Hi Anthony,



On 11/17/2012 11:49 AM, Anthony Scopatz wrote:
Hi Jon, 

Barring changes to numexpr itself, this is exactly what I am suggesting.  Well,, either writing one query expr per bin or (more cleverly) writing one expr which when evaluated for a row returns the integer bin number (1, 2, 3,...) this row falls in.  Then you can simply count() for each bin number.  

For example, if you wanted to histogram data which ran from [0,100] into 10 bins, then the expr "r/10" into a dtype=int would do the trick.  This has the advantage of only running over the data once.  (Also, I am not convinced that running over the data multiple times is less efficient than doing row-based iteration.  You would have to test it on your data to find out.)
 
It is a reduction operation, and would greatly benefit from chunking, I expect. Not unlike sum(), which is implemented as a specially supported reduction operation inside numexpr (buggily, last I checked). I suspect that a substantial improvement in histogramming requires direct support from either pytables or from numexpr. I don't suppose that there might be a chunked-reduction interface exposed somewhere that I could hook into?

This is definitively as feature to request from numexpr.
I've been fiddling around with Stephen's code a bit, and it looks like the best way to do things is to read chunks (whether exactly of table.chunksize or not is a matter for optimization) of the data in at a time, and create histograms of those chunks.  Then combining the histograms is a trivial sum operation.  This type of approach can be generically applied in many cases, I suspect, where row-by-row iteration is prohibitively slow, but the dataset is too large to fit into memory.  As I understand, this idea is the primary win of PyTables in the first place!

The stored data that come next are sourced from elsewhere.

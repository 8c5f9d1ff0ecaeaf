use http::{HeaderMap, StatusCode};
use log::{debug, info, warn};
use std::sync::Arc;
use tokio_util::sync::CancellationToken;

use crate::error::{ClientError, DataServiceRequestError, Result};
use crate::logic::pipeline::{
    mark_parent_link_generated, prepare_entries, OperationRequest, Pipeline,
};
use crate::logic::request_builder::{
    entity_request, is_media_insert, link_request, media_insert_request, media_update_request,
    named_stream_request,
};
use crate::logic::response_handler::{apply_failure, apply_success, header_url, materialize_into};
use crate::model::request::{header_str, headers};
use crate::model::{
    ChangeOperationResponse, DataServiceResponse, Descriptor, EntityRef, EntityStates, HasCore,
    HttpResponse, MergeOption, OperationResponse, ResponseEventArgs,
    SaveChangesOptions, SaveState, StreamStates, TransientEntityDescriptor,
};

const SAVE_FAILED: &str = "an error occurred while processing this request";

/// Status recorded for an operation that failed without a response.
const NO_RESPONSE_STATUS: StatusCode = StatusCode::INTERNAL_SERVER_ERROR;

/// A failed entry, with the response that reported it when there was one.
struct EntryFailure {
    error: ClientError,
    response: Option<HttpResponse>,
}

impl From<ClientError> for EntryFailure {
    fn from(error: ClientError) -> Self {
        Self {
            error,
            response: None,
        }
    }
}

/// Non-batch save: one exchange per changed entry, in change order.
#[derive(Debug)]
pub struct SaveResult {
    pipeline: Pipeline,
    options: SaveChangesOptions,
    entries: Vec<Descriptor>,
}

impl SaveResult {
    pub fn new(pipeline: Pipeline, options: SaveChangesOptions) -> Result<Self> {
        options.validate()?;
        if options.is_batch() {
            return Err(ClientError::Argument(
                "a non-batch save cannot run a batch save mode".to_string(),
            ));
        }
        let entries = prepare_entries(&pipeline.tracker);
        Ok(Self {
            pipeline,
            options,
            entries,
        })
    }

    pub fn entries(&self) -> &[Descriptor] {
        &self.entries
    }

    pub async fn execute(self, cancel: &CancellationToken) -> Result<DataServiceResponse> {
        let progress = self.pipeline.progress.clone();
        let mut response = DataServiceResponse::default();
        if self.entries.is_empty() {
            progress.set(SaveState::Completed);
            return Ok(response);
        }

        let mut first_error: Option<Arc<ClientError>> = None;
        for entry in &self.entries {
            // A link written by its child's insert needs no request of its own.
            if entry.content_generated_for_save() {
                continue;
            }
            progress.set(SaveState::BuildingRequest);
            entry.with_core_mut(|core| core.content_generated_for_save = true);
            mark_parent_link_generated(&self.pipeline, entry);
            match self.save_entry(entry, cancel).await {
                Ok(http) => {
                    response.responses.push(OperationResponse::Change(ChangeOperationResponse {
                        status_code: http.status_code,
                        headers: http.headers,
                        descriptor: Some(entry.clone()),
                        error: None,
                    }));
                }
                Err(failure) if failure.error.is_fatal() => {
                    progress.set(if matches!(failure.error, ClientError::Aborted) {
                        SaveState::Aborted
                    } else {
                        SaveState::Faulted
                    });
                    return Err(failure.error);
                }
                Err(EntryFailure { error, response: http }) => {
                    warn!("saving change {} failed: {}", entry.change_order(), error);
                    let error = Arc::new(error);
                    apply_failure(entry, &error);
                    let (status_code, headers) = http
                        .map(|r| (r.status_code, r.headers))
                        .unwrap_or((NO_RESPONSE_STATUS, HeaderMap::new()));
                    response.responses.push(OperationResponse::Change(ChangeOperationResponse {
                        status_code,
                        headers,
                        descriptor: Some(entry.clone()),
                        error: Some(error.clone()),
                    }));
                    first_error.get_or_insert(error);
                    if !self.options.continue_on_error {
                        break;
                    }
                }
            }
        }

        if let Some(error) = first_error {
            progress.set(SaveState::Faulted);
            return Err(DataServiceRequestError::new(SAVE_FAILED, error, response).into_error());
        }
        progress.set(SaveState::Completed);
        info!("saved {} change(s)", response.len());
        Ok(response)
    }

    async fn save_entry(
        &self,
        entry: &Descriptor,
        cancel: &CancellationToken,
    ) -> Result<HttpResponse, EntryFailure> {
        let pipeline = &self.pipeline;
        match entry {
            Descriptor::Entity(entity_ref) => {
                let (state, media_insert, stream_pending) = {
                    let entity = entity_ref.read();
                    (
                        entity.state(),
                        is_media_insert(pipeline, &entity),
                        entity.has_pending_save_stream(),
                    )
                };
                if state == EntityStates::Added && media_insert {
                    let request = media_insert_request(pipeline, entity_ref)?;
                    let created = self.exchange(request, entry, cancel).await?;
                    self.apply_media_insert(entity_ref, &created)
                        .map_err(|error| EntryFailure {
                            error,
                            response: Some(created),
                        })?;
                    return self.entity_exchange(entity_ref, entry, cancel).await;
                }
                if stream_pending && state != EntityStates::Deleted {
                    let request = media_update_request(pipeline, entity_ref)?;
                    let updated = self.exchange(request, entry, cancel).await?;
                    {
                        let mut entity = entity_ref.write();
                        entity.stream_state = StreamStates::NoStream;
                        if let Some(etag) = header_str(&updated.headers, headers::ETAG) {
                            entity.default_stream_mut().etag = Some(etag.to_string());
                        }
                    }
                    if state != EntityStates::Modified {
                        entity_ref.write().core_mut().save_result_was_processed = Some(state);
                        return Ok(updated);
                    }
                }
                self.entity_exchange(entity_ref, entry, cancel).await
            }
            Descriptor::Link(link_ref) => {
                let request = link_request(pipeline, link_ref, false)?;
                let http = self.exchange(request, entry, cancel).await?;
                self.apply(entry, http)
            }
            Descriptor::NamedStream(stream_ref) => {
                let request = named_stream_request(pipeline, stream_ref)?;
                let http = self.exchange(request, entry, cancel).await?;
                self.apply(entry, http)
            }
        }
    }

    async fn entity_exchange(
        &self,
        entity_ref: &EntityRef,
        entry: &Descriptor,
        cancel: &CancellationToken,
    ) -> Result<HttpResponse, EntryFailure> {
        let request = entity_request(&self.pipeline, entity_ref, &self.options, false)?;
        let http = self.exchange(request, entry, cancel).await?;
        self.apply(entry, http)
    }

    fn apply(&self, entry: &Descriptor, http: HttpResponse) -> Result<HttpResponse, EntryFailure> {
        match apply_success(&self.pipeline, entry, &http.headers, &http.body) {
            Ok(()) => Ok(http),
            Err(error) => Err(EntryFailure {
                error,
                response: Some(http),
            }),
        }
    }

    /// Send one request and turn a non-success status into a failure.
    async fn exchange(
        &self,
        mut request: OperationRequest,
        entry: &Descriptor,
        cancel: &CancellationToken,
    ) -> Result<HttpResponse, EntryFailure> {
        let pipeline = &self.pipeline;
        pipeline.fire_request_events(&mut request, false);
        debug!("{} {}", request.method, request.uri);
        let http = pipeline.send(request, cancel).await?;
        pipeline.progress.set(SaveState::Sent);

        pipeline.events.fire_receiving_response(&ResponseEventArgs {
            status_code: http.status_code,
            headers: http.headers.clone(),
            descriptor: Some(entry.clone()),
            is_batch_part: false,
        });
        pipeline.progress.set(SaveState::ReadingResponse);

        if http.is_success() {
            return Ok(http);
        }
        let error = pipeline.materializer.read_error(http.status_code, &http.body);
        Err(EntryFailure {
            error: error.into(),
            response: Some(http),
        })
    }

    /// Take over the entry created by a media POST, then leave the entity
    /// Modified so its properties follow in a second request.
    fn apply_media_insert(&self, entity_ref: &EntityRef, created: &HttpResponse) -> Result<()> {
        let tracker = &self.pipeline.tracker;
        let handle = entity_ref.read().handle();
        let location = header_url(&created.headers, headers::LOCATION)?;
        let entity_id = header_url(&created.headers, headers::ODATA_ENTITY_ID)?;
        if let Some(identity) = entity_id.clone().or_else(|| location.clone()) {
            let edit_link = location.unwrap_or_else(|| identity.clone());
            tracker.attach_location(handle, identity, edit_link)?;
        }
        if let Some(etag) = header_str(&created.headers, headers::ETAG) {
            entity_ref.write().stage_transient(TransientEntityDescriptor {
                etag: Some(etag.to_string()),
                ..TransientEntityDescriptor::default()
            });
        }

        if created.body.is_empty() {
            if entity_ref.read().identity().is_none() {
                return Err(ClientError::invalid_operation(
                    "a media insert response must carry a Location header or an entry",
                ));
            }
            entity_ref.write().merge_transient(MergeOption::PreserveChanges);
        } else {
            materialize_into(&self.pipeline, entity_ref, &created.body, MergeOption::PreserveChanges)?;
            entity_ref.write().merge_transient(MergeOption::PreserveChanges);
        }

        let mut entity = entity_ref.write();
        entity.set_state(EntityStates::Modified);
        entity.stream_state = StreamStates::NoStream;
        Ok(())
    }
}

So, I think it would be extraordinarily helpful to provide a chunked-iteration interface for this sort of use case.  It can be as simple as a wrapper around Table.read():

class Table:
    def chunkiter(self, field=None):
        while n*self.chunksize < self.nrows:
            yield self.read(n*self.chunksize, (n+1)*self.chunksize, field=field)

Then I can write something like
bins = linspace(-1,1, 101)
hist = sum(histogram(chunk, bins=bins) for chunk in mytable.chunkiter(myfield))

Preliminary tests seem to indicate that, for a table with 1 column and 10M rows, reading in "chunks" of 10x chunksize gives the best read-time-per-row.  This is perhaps naive as regards chunksize black magic, though...

And of course, if implemented by numexpr, it could benefit from the nice automatic multithreading there.

Also, I might dig in a bit and see about extending the "field" argument to read so it can read multiple fields at once (to do N-dimensional histograms), as you suggested in a previous mail some months ago.
Best Regards,
Jon